Ascorbic acid-enhanced MOF-derived CeO2 for improved substrate selectivity in glucose detection

Abstract

Rapid and precise blood glucose testing is vital for monitoring health and managing diabetes efficiently. Traditional glucose detection kits, reliant on natural enzymes, suffer from stability and cost issues. Nanozymes, with their flexibility, tunable activity, and stability, present a promising alternative. Yet, their catalytic activity and selectivity still lag behind natural enzymes. Integrating nanozymes with natural enzymes to form integrases offers a solution, maximizing the strengths of both for superior performance. In our study, we enhanced the Ce³⁺ content in MOF-derived CeO₂ using a highly efficient reduction method with ascorbic acid (AA), resulting in a 6.1-fold increase in the maximum reaction rate of peroxidase-like activity towards H₂O₂ and improved substrate selectivity. This substrate selectivity effectively eliminates interference from oxidase-like activity in glucose detection.

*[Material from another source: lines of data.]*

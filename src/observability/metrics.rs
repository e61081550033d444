//! In-process governance metrics.
//!
//! Plain atomics updated on the request path. Nothing here exports or
//! serves them; callers read a [`MetricsSummary`] and ship it wherever they
//! like.

use std::sync::atomic::{AtomicI64, AtomicU64, Ordering};

use serde::{Deserialize, Serialize};
use tokio::time::Instant;

/// Upper bounds, in milliseconds, of the upstream latency buckets.
pub const LATENCY_BUCKETS_MS: [f64; 10] = [
    10.0, 25.0, 50.0, 100.0, 250.0, 500.0, 1000.0, 2500.0, 5000.0, 10000.0,
];

/// Thread-safe atomic counter.
#[derive(Debug, Default)]
pub struct Counter {
    value: AtomicU64,
}

impl Counter {
    pub fn new() -> Self {
        Self::default()
    }

    pub fn inc(&self) {
        self.value.fetch_add(1, Ordering::Relaxed);
    }

    pub fn add(&self, n: u64) {
        self.value.fetch_add(n, Ordering::Relaxed);
    }

    pub fn get(&self) -> u64 {
        self.value.load(Ordering::Relaxed)
    }
}

/// Thread-safe atomic gauge.
#[derive(Debug, Default)]
pub struct Gauge {
    value: AtomicI64,
}

impl Gauge {
    pub fn new() -> Self {
        Self::default()
    }

    pub fn inc(&self) {
        self.value.fetch_add(1, Ordering::Relaxed);
    }

    pub fn dec(&self) {
        self.value.fetch_sub(1, Ordering::Relaxed);
    }

    pub fn get(&self) -> i64 {
        self.value.load(Ordering::Relaxed)
    }
}

/// Simple histogram using fixed buckets.
#[derive(Debug)]
pub struct Histogram {
    buckets: Vec<AtomicU64>,
    bucket_bounds: Vec<f64>,
    sum_micros: AtomicU64,
    count: AtomicU64,
}

impl Histogram {
    pub fn new(bucket_bounds: Vec<f64>) -> Self {
        let buckets = (0..=bucket_bounds.len())
            .map(|_| AtomicU64::new(0))
            .collect();
        Self {
            buckets,
            bucket_bounds,
            sum_micros: AtomicU64::new(0),
            count: AtomicU64::new(0),
        }
    }

    pub fn default_latency() -> Self {
        Self::new(LATENCY_BUCKETS_MS.to_vec())
    }

    pub fn observe(&self, value: f64) {
        let bucket_idx = self
            .bucket_bounds
            .iter()
            .position(|&bound| value <= bound)
            .unwrap_or(self.bucket_bounds.len());

        self.buckets[bucket_idx].fetch_add(1, Ordering::Relaxed);
        self.sum_micros
            .fetch_add((value * 1000.0) as u64, Ordering::Relaxed);
        self.count.fetch_add(1, Ordering::Relaxed);
    }

    pub fn count(&self) -> u64 {
        self.count.load(Ordering::Relaxed)
    }

    /// Per-bucket counts; the last entry holds values above every bound.
    pub fn bucket_counts(&self) -> Vec<u64> {
        self.buckets
            .iter()
            .map(|b| b.load(Ordering::Relaxed))
            .collect()
    }

    pub fn mean(&self) -> f64 {
        let count = self.count();
        if count == 0 {
            return 0.0;
        }
        self.sum_micros.load(Ordering::Relaxed) as f64 / 1000.0 / count as f64
    }
}

/// Decision counters for the governance pipeline.
#[derive(Debug)]
pub struct GovernanceMetrics {
    pub admitted: Counter,
    pub rate_limited: Counter,
    pub cache_hits: Counter,
    pub cache_misses: Counter,
    pub budget_rejected: Counter,
    pub upstream_calls: Counter,
    pub upstream_failures: Counter,
    pub cancelled: Counter,
    pub units_recorded: Counter,
    pub in_flight: Gauge,
    pub upstream_latency_ms: Histogram,
}

impl GovernanceMetrics {
    pub fn new() -> Self {
        Self {
            admitted: Counter::new(),
            rate_limited: Counter::new(),
            cache_hits: Counter::new(),
            cache_misses: Counter::new(),
            budget_rejected: Counter::new(),
            upstream_calls: Counter::new(),
            upstream_failures: Counter::new(),
            cancelled: Counter::new(),
            units_recorded: Counter::new(),
            in_flight: Gauge::new(),
            upstream_latency_ms: Histogram::default_latency(),
        }
    }

    /// Starts accounting for one upstream call. The returned guard must be
    /// [`finish`](UpstreamCall::finish)ed; dropping it unfinished records
    /// the call as abandoned.
    pub fn start_upstream_call(&self) -> UpstreamCall<'_> {
        self.record_upstream_start();
        UpstreamCall {
            metrics: self,
            started: Instant::now(),
            finished: false,
        }
    }

    pub fn record_upstream_start(&self) {
        self.upstream_calls.inc();
        self.in_flight.inc();
    }

    pub fn record_upstream_end(&self, success: bool, latency_ms: f64) {
        self.in_flight.dec();
        self.upstream_latency_ms.observe(latency_ms);
        if !success {
            self.upstream_failures.inc();
        }
    }

    pub fn summary(&self) -> MetricsSummary {
        MetricsSummary {
            admitted: self.admitted.get(),
            rate_limited: self.rate_limited.get(),
            cache_hits: self.cache_hits.get(),
            cache_misses: self.cache_misses.get(),
            budget_rejected: self.budget_rejected.get(),
            upstream_calls: self.upstream_calls.get(),
            upstream_failures: self.upstream_failures.get(),
            cancelled: self.cancelled.get(),
            units_recorded: self.units_recorded.get(),
            in_flight: self.in_flight.get(),
            avg_upstream_latency_ms: self.upstream_latency_ms.mean(),
            upstream_latency_buckets: self.upstream_latency_ms.bucket_counts(),
        }
    }
}

/// In-flight upstream call.
///
/// Keeps `in_flight` balanced on every exit path, including the caller
/// dropping the request future mid-call.
#[must_use = "dropping the guard ends the call immediately"]
#[derive(Debug)]
pub struct UpstreamCall<'a> {
    metrics: &'a GovernanceMetrics,
    started: Instant,
    finished: bool,
}

impl UpstreamCall<'_> {
    pub fn finish(mut self, success: bool) {
        self.finished = true;
        self.metrics.record_upstream_end(success, self.elapsed_ms());
    }

    fn elapsed_ms(&self) -> f64 {
        self.started.elapsed().as_secs_f64() * 1000.0
    }
}

impl Drop for UpstreamCall<'_> {
    fn drop(&mut self) {
        if self.finished {
            return;
        }
        self.metrics.record_upstream_end(false, self.elapsed_ms());
        self.metrics.cancelled.inc();
        tracing::debug!("Upstream call abandoned before completion");
    }
}

impl Default for GovernanceMetrics {
    fn default() -> Self {
        Self::new()
    }
}

/// Point-in-time copy of [`GovernanceMetrics`].
#[derive(Debug, Clone, Default, PartialEq, Serialize, Deserialize)]
pub struct MetricsSummary {
    pub admitted: u64,
    pub rate_limited: u64,
    pub cache_hits: u64,
    pub cache_misses: u64,
    pub budget_rejected: u64,
    pub upstream_calls: u64,
    pub upstream_failures: u64,
    pub cancelled: u64,
    pub units_recorded: u64,
    pub in_flight: i64,
    pub avg_upstream_latency_ms: f64,
    /// Calls per [`LATENCY_BUCKETS_MS`] bucket; the last entry counts calls
    /// slower than every bound.
    pub upstream_latency_buckets: Vec<u64>,
}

Through comparison with other reduction methods, we validated the benefits and mechanism of AA reduction in enhancing the peroxidase activity of CeO₂. Subsequently, by employing AA-regulated CeO₂ as a carrier for natural glucose oxidase, the integrase not only improved environmental tolerance but also enhanced catalytic activity, with detection linearity ranging from 50 to 1000 μM. The collaborative detection method also demonstrated excellent detection capability for glucose in human serum samples, addressing the limitations of enzymatic detection methods.